# [Required work]
Report back every line in the data that includes the string "Propagates".

# [Information supplied]
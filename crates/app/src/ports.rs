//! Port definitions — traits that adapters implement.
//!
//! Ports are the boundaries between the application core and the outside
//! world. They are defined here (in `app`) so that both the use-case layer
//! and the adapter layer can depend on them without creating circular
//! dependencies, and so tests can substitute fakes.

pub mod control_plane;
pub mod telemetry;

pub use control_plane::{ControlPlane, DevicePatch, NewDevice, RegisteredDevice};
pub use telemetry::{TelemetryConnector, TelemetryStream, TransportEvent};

---

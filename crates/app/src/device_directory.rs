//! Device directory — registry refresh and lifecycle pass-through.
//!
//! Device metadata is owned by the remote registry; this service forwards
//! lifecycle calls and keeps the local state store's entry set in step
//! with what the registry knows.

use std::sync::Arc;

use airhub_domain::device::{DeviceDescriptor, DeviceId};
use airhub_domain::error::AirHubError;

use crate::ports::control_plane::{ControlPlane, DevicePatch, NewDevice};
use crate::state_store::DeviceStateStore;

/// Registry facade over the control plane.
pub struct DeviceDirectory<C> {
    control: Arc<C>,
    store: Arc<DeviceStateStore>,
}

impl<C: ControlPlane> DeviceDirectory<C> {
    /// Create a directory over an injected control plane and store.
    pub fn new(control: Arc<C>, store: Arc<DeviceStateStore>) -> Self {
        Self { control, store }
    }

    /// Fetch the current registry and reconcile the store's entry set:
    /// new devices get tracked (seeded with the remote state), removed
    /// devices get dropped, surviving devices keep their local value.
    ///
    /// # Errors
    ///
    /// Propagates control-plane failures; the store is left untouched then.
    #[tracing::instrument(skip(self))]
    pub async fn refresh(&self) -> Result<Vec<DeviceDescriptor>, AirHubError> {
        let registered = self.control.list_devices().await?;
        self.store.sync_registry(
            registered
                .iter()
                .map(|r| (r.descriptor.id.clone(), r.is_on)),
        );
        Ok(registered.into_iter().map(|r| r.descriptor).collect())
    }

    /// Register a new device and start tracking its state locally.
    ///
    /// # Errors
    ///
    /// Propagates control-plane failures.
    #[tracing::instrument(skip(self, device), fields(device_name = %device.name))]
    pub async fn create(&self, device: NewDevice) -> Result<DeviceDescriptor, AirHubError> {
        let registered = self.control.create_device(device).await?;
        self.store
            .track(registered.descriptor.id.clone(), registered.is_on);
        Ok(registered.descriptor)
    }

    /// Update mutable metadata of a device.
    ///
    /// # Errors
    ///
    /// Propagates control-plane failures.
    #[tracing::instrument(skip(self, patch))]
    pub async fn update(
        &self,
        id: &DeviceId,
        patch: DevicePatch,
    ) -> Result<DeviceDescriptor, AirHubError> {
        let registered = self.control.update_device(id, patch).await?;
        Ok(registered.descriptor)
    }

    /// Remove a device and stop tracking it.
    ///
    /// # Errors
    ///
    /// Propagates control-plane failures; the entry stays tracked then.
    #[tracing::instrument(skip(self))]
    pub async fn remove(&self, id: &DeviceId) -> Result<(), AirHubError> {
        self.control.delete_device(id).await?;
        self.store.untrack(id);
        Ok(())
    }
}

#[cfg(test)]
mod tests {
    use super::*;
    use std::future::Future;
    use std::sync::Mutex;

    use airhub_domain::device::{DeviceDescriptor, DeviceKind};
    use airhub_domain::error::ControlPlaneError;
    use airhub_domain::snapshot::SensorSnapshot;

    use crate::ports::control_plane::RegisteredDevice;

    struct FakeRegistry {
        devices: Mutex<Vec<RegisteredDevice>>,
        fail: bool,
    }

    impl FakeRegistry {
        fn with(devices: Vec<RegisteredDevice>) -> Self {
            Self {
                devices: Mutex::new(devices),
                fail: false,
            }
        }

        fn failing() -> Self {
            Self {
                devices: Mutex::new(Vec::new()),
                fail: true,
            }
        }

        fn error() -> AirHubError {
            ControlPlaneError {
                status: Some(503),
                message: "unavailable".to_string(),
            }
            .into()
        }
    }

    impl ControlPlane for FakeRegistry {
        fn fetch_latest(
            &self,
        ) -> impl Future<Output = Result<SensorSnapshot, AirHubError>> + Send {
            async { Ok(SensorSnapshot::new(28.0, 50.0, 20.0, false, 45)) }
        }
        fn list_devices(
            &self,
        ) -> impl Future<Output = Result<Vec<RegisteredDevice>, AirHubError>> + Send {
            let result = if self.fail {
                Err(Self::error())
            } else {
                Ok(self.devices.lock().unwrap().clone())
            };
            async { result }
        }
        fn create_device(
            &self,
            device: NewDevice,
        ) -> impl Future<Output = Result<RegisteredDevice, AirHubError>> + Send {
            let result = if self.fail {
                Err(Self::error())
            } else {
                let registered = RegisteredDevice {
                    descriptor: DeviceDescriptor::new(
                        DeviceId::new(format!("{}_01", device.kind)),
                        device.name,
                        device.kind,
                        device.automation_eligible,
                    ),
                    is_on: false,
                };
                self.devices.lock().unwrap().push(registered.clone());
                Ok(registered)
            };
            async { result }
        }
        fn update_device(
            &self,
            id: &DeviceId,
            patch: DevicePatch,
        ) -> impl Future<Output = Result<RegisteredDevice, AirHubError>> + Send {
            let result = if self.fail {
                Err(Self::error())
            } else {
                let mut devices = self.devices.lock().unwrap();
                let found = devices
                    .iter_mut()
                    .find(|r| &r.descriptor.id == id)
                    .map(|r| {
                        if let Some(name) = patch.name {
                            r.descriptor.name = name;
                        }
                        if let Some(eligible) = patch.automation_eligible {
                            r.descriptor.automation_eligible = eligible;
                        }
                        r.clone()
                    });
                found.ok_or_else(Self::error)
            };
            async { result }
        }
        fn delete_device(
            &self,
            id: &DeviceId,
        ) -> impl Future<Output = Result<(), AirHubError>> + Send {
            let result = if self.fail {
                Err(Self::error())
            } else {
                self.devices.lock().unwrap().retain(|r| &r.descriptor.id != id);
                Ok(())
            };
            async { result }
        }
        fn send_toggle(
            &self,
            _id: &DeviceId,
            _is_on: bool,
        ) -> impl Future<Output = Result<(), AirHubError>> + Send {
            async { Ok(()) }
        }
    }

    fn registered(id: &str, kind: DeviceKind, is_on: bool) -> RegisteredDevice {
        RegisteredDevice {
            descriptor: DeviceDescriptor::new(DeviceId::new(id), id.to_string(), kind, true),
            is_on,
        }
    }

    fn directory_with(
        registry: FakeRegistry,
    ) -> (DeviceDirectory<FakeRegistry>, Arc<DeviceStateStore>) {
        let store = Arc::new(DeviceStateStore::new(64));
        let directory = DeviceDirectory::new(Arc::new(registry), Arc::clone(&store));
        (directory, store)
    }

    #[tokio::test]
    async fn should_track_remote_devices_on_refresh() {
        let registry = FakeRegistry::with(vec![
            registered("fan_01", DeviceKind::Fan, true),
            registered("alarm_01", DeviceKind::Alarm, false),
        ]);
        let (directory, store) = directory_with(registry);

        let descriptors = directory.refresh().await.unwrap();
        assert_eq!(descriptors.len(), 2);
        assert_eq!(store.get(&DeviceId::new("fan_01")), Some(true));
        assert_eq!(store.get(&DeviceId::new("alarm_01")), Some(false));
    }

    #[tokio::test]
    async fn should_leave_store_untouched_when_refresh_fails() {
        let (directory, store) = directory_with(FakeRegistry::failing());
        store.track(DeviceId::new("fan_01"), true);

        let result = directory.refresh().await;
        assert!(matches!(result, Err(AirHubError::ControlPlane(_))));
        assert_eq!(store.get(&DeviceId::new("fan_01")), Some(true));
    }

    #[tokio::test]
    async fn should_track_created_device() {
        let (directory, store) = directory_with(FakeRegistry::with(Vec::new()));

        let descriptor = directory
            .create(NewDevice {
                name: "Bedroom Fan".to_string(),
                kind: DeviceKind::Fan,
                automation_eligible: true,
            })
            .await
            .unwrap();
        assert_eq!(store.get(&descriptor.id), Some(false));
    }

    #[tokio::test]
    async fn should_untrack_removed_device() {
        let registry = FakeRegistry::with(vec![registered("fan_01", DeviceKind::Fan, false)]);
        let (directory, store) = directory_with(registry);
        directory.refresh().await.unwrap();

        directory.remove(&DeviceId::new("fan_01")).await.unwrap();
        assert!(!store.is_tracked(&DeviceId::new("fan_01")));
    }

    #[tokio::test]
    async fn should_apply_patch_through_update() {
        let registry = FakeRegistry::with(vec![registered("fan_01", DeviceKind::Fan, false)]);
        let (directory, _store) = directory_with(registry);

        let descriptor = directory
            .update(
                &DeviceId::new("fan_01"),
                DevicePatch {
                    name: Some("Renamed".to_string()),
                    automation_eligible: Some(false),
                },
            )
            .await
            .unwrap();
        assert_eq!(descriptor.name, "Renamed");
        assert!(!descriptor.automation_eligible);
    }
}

---

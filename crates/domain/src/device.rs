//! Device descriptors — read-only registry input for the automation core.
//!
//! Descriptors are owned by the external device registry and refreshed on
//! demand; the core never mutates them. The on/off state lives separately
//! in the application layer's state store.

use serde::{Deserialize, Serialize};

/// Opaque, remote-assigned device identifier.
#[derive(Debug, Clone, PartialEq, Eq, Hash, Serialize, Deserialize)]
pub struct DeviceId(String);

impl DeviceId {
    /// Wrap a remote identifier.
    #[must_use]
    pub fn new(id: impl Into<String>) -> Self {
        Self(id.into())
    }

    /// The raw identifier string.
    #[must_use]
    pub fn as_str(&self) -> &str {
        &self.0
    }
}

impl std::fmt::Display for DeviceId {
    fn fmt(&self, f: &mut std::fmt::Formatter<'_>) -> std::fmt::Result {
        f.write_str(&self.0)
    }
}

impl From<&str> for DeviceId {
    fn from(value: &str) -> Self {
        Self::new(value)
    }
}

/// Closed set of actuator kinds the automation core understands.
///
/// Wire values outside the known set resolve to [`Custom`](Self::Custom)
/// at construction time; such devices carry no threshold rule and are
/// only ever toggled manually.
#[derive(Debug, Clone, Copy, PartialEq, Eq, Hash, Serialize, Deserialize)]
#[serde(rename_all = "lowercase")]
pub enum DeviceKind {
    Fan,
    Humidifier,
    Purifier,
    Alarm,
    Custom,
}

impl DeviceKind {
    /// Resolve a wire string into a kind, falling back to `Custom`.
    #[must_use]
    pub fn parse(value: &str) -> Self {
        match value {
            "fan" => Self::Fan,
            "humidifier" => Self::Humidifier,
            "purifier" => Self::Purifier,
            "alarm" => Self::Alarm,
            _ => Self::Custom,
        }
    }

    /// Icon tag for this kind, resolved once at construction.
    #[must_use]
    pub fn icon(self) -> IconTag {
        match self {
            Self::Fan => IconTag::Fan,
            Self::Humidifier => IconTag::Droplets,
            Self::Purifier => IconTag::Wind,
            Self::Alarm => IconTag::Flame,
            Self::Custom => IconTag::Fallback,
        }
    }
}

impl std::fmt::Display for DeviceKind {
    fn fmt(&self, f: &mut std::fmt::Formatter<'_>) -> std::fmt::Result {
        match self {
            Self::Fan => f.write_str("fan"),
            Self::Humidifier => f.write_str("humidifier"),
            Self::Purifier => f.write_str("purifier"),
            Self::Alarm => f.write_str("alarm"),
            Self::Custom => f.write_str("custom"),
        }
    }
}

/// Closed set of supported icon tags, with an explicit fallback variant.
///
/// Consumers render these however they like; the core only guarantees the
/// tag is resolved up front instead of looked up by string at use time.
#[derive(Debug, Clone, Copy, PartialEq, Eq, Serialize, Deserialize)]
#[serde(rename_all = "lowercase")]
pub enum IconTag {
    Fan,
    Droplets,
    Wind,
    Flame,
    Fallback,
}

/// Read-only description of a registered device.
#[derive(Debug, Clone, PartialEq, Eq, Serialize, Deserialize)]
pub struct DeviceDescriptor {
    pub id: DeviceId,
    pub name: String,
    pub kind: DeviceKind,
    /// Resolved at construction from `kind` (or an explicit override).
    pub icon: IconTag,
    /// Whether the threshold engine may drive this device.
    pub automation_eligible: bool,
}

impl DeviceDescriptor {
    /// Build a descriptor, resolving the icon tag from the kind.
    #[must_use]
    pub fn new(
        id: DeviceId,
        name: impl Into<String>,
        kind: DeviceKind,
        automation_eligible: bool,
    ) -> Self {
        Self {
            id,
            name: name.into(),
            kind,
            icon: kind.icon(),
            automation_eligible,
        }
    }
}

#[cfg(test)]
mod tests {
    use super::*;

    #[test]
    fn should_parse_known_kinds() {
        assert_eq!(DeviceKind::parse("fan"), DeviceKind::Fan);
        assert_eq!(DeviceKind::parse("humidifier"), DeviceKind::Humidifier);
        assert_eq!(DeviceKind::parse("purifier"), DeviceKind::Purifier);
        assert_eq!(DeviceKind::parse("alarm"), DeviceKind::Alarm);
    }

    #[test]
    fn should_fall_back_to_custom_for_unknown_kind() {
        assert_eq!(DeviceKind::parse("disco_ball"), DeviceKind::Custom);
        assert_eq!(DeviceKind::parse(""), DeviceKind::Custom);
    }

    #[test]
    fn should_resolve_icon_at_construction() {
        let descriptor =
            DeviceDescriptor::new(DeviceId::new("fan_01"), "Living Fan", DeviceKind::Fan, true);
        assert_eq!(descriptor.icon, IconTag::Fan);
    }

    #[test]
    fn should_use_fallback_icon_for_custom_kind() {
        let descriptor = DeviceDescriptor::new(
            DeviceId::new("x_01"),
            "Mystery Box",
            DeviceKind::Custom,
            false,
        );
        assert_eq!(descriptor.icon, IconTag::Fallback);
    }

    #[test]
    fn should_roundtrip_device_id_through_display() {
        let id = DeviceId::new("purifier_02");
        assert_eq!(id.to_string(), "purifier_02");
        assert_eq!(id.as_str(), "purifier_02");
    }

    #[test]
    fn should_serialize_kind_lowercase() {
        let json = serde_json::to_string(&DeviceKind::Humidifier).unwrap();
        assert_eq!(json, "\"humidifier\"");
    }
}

# [Solution]
    /// Propagates control-plane failures; the store is left untouched then.
    /// Propagates control-plane failures.
    /// Propagates control-plane failures.
    /// Propagates control-plane failures; the entry stays tracked then.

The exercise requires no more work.